Stored data
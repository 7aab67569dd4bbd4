//! Listener registry and synchronous dispatch.
//!
//! Decouples call-state mutations from observers. Listeners register under a
//! single [`EventKind`] and are invoked in registration order, synchronously,
//! on the dispatching thread. The registry lock is released before listeners
//! run, so a listener may re-enter the notifier (or the store that owns it);
//! registrations changed mid-dispatch take effect from the next dispatch.

use std::collections::HashMap;
use std::sync::atomic::{AtomicU64, Ordering};
use std::sync::{Arc, Mutex};

use crate::events::event::{CallEvent, EventKind};

/// A registered event callback.
pub type Listener<P, D, R> = Arc<dyn Fn(&CallEvent<P, D, R>) + Send + Sync>;

static LISTENER_ID_COUNTER: AtomicU64 = AtomicU64::new(1);

/// Identifies one listener registration for later removal.
///
/// Closures have no stable identity, so removal is id-based. Each
/// registration gets a distinct id, which also means one callback can never
/// fire twice for a single dispatch: there is no way to register "the same"
/// listener twice under one id.
#[derive(Debug, Clone, Copy, PartialEq, Eq, Hash)]
pub struct ListenerId(u64);

impl ListenerId {
    fn next() -> Self {
        Self(LISTENER_ID_COUNTER.fetch_add(1, Ordering::Relaxed))
    }
}

struct ListenerEntry<P, D, R> {
    id: ListenerId,
    listener: Listener<P, D, R>,
}

/// Publish/subscribe registry keyed by [`EventKind`].
pub struct EventNotifier<P, D, R> {
    listeners: Mutex<HashMap<EventKind, Vec<ListenerEntry<P, D, R>>>>,
}

impl<P, D, R> EventNotifier<P, D, R> {
    pub fn new() -> Self {
        Self {
            listeners: Mutex::new(HashMap::new()),
        }
    }

    /// Register `listener` for `kind`. Returns the id to remove it with.
    pub fn add_listener(
        &self,
        kind: EventKind,
        listener: impl Fn(&CallEvent<P, D, R>) + Send + Sync + 'static,
    ) -> ListenerId {
        self.add_shared_listener(kind, Arc::new(listener))
    }

    /// Register an already-shared listener for `kind`.
    ///
    /// Lets one callback be registered under several kinds without
    /// duplicating it (the subscribe-to-everything pattern of reactive
    /// adapters).
    pub fn add_shared_listener(&self, kind: EventKind, listener: Listener<P, D, R>) -> ListenerId {
        let id = ListenerId::next();
        let mut map = self.listeners.lock().unwrap();
        map.entry(kind)
            .or_default()
            .push(ListenerEntry { id, listener });
        id
    }

    /// Remove the registration `id` made under `kind`. Unknown ids and kinds
    /// are silent no-ops.
    pub fn remove_listener(&self, kind: EventKind, id: ListenerId) {
        let mut map = self.listeners.lock().unwrap();
        if let Some(entries) = map.get_mut(&kind) {
            entries.retain(|e| e.id != id);
            if entries.is_empty() {
                map.remove(&kind);
            }
        }
    }

    /// Remove every listener registered for `kind`.
    pub fn remove_listeners(&self, kind: EventKind) {
        let mut map = self.listeners.lock().unwrap();
        map.remove(&kind);
    }

    /// Clear every registration.
    pub fn remove_all(&self) {
        let mut map = self.listeners.lock().unwrap();
        map.clear();
    }

    /// Synchronously invoke, in registration order, every listener
    /// registered for the event's kind. No listeners is a no-op. Panics from
    /// listeners are not caught: a panicking listener aborts delivery to
    /// listeners registered after it.
    pub fn dispatch(&self, event: &CallEvent<P, D, R>) {
        let snapshot: Vec<Listener<P, D, R>> = {
            let map = self.listeners.lock().unwrap();
            match map.get(&event.kind) {
                Some(entries) => entries.iter().map(|e| e.listener.clone()).collect(),
                None => return,
            }
        };

        for listener in snapshot {
            listener(event);
        }
    }
}

impl<P, D, R> Default for EventNotifier<P, D, R> {
    fn default() -> Self {
        Self::new()
    }
}

#[cfg(test)]
mod tests {
    use super::*;
    use crate::call::{Call, CallHandle, CallPromise};
    use std::sync::atomic::AtomicUsize;
    use std::time::Duration;

    type TestNotifier = EventNotifier<String, (), ()>;

    fn make_event(kind: EventKind) -> CallEvent<String, (), ()> {
        let (_tx, rx) = tokio::sync::oneshot::channel();
        let promise = CallPromise::new(CallHandle::new(1), rx);
        CallEvent {
            kind,
            call: Call {
                id: 1,
                payload: "payload".to_string(),
                promise,
                pending: true,
                unmounting_delay: Duration::ZERO,
            },
        }
    }

    fn counting_listener(
        notifier: &TestNotifier,
        kind: EventKind,
    ) -> (ListenerId, Arc<AtomicUsize>) {
        let count = Arc::new(AtomicUsize::new(0));
        let count_in = count.clone();
        let id = notifier.add_listener(kind, move |_| {
            count_in.fetch_add(1, Ordering::SeqCst);
        });
        (id, count)
    }

    #[test]
    fn test_dispatch_invokes_registered_listener() {
        let notifier = TestNotifier::new();
        let (_, count) = counting_listener(&notifier, EventKind::Add);

        notifier.dispatch(&make_event(EventKind::Add));

        assert_eq!(count.load(Ordering::SeqCst), 1);
    }

    #[test]
    fn test_dispatch_only_matching_kind() {
        let notifier = TestNotifier::new();
        let (_, count) = counting_listener(&notifier, EventKind::Add);

        notifier.dispatch(&make_event(EventKind::Resolve));

        assert_eq!(count.load(Ordering::SeqCst), 0);
    }

    #[test]
    fn test_dispatch_without_listeners_is_noop() {
        let notifier = TestNotifier::new();
        notifier.dispatch(&make_event(EventKind::Update));
    }

    #[test]
    fn test_listeners_run_in_registration_order() {
        let notifier = TestNotifier::new();
        let order = Arc::new(Mutex::new(Vec::new()));

        for label in ["first", "second", "third"] {
            let order = order.clone();
            notifier.add_listener(EventKind::Add, move |_| {
                order.lock().unwrap().push(label);
            });
        }

        notifier.dispatch(&make_event(EventKind::Add));

        assert_eq!(*order.lock().unwrap(), vec!["first", "second", "third"]);
    }

    #[test]
    fn test_remove_specific_listener() {
        let notifier = TestNotifier::new();
        let (id1, count1) = counting_listener(&notifier, EventKind::Add);
        let (_, count2) = counting_listener(&notifier, EventKind::Add);

        notifier.remove_listener(EventKind::Add, id1);
        notifier.dispatch(&make_event(EventKind::Add));

        assert_eq!(count1.load(Ordering::SeqCst), 0);
        assert_eq!(count2.load(Ordering::SeqCst), 1);
    }

    #[test]
    fn test_remove_all_listeners_for_kind() {
        let notifier = TestNotifier::new();
        let (_, count1) = counting_listener(&notifier, EventKind::Add);
        let (_, count2) = counting_listener(&notifier, EventKind::Add);
        let (_, other) = counting_listener(&notifier, EventKind::Resolve);

        notifier.remove_listeners(EventKind::Add);
        notifier.dispatch(&make_event(EventKind::Add));
        notifier.dispatch(&make_event(EventKind::Resolve));

        assert_eq!(count1.load(Ordering::SeqCst), 0);
        assert_eq!(count2.load(Ordering::SeqCst), 0);
        assert_eq!(other.load(Ordering::SeqCst), 1);
    }

    #[test]
    fn test_remove_unknown_listener_is_noop() {
        let notifier = TestNotifier::new();
        let (id, count) = counting_listener(&notifier, EventKind::Add);

        // Wrong kind, then a stale id: neither may disturb the registration.
        notifier.remove_listener(EventKind::Settled, id);
        notifier.remove_listeners(EventKind::Reject);
        notifier.dispatch(&make_event(EventKind::Add));

        assert_eq!(count.load(Ordering::SeqCst), 1);
    }

    #[test]
    fn test_remove_all_clears_every_kind() {
        let notifier = TestNotifier::new();
        let (_, add_count) = counting_listener(&notifier, EventKind::Add);
        let (_, settle_count) = counting_listener(&notifier, EventKind::Settled);

        notifier.remove_all();
        notifier.dispatch(&make_event(EventKind::Add));
        notifier.dispatch(&make_event(EventKind::Settled));

        assert_eq!(add_count.load(Ordering::SeqCst), 0);
        assert_eq!(settle_count.load(Ordering::SeqCst), 0);
    }

    #[test]
    fn test_listener_added_during_dispatch_fires_next_time() {
        let notifier = Arc::new(TestNotifier::new());
        let late_count = Arc::new(AtomicUsize::new(0));

        let notifier_in = notifier.clone();
        let late_in = late_count.clone();
        notifier.add_listener(EventKind::Add, move |_| {
            let late = late_in.clone();
            notifier_in.add_listener(EventKind::Add, move |_| {
                late.fetch_add(1, Ordering::SeqCst);
            });
        });

        notifier.dispatch(&make_event(EventKind::Add));
        assert_eq!(late_count.load(Ordering::SeqCst), 0);

        notifier.dispatch(&make_event(EventKind::Add));
        assert_eq!(late_count.load(Ordering::SeqCst), 1);
    }
}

REQUIRED ACTION: From the data, pick out every line that includes "second".

ANSWER AREA:
        for label in ["first", "second", "third"] {
        assert_eq!(*order.lock().unwrap(), vec!["first", "second", "third"]);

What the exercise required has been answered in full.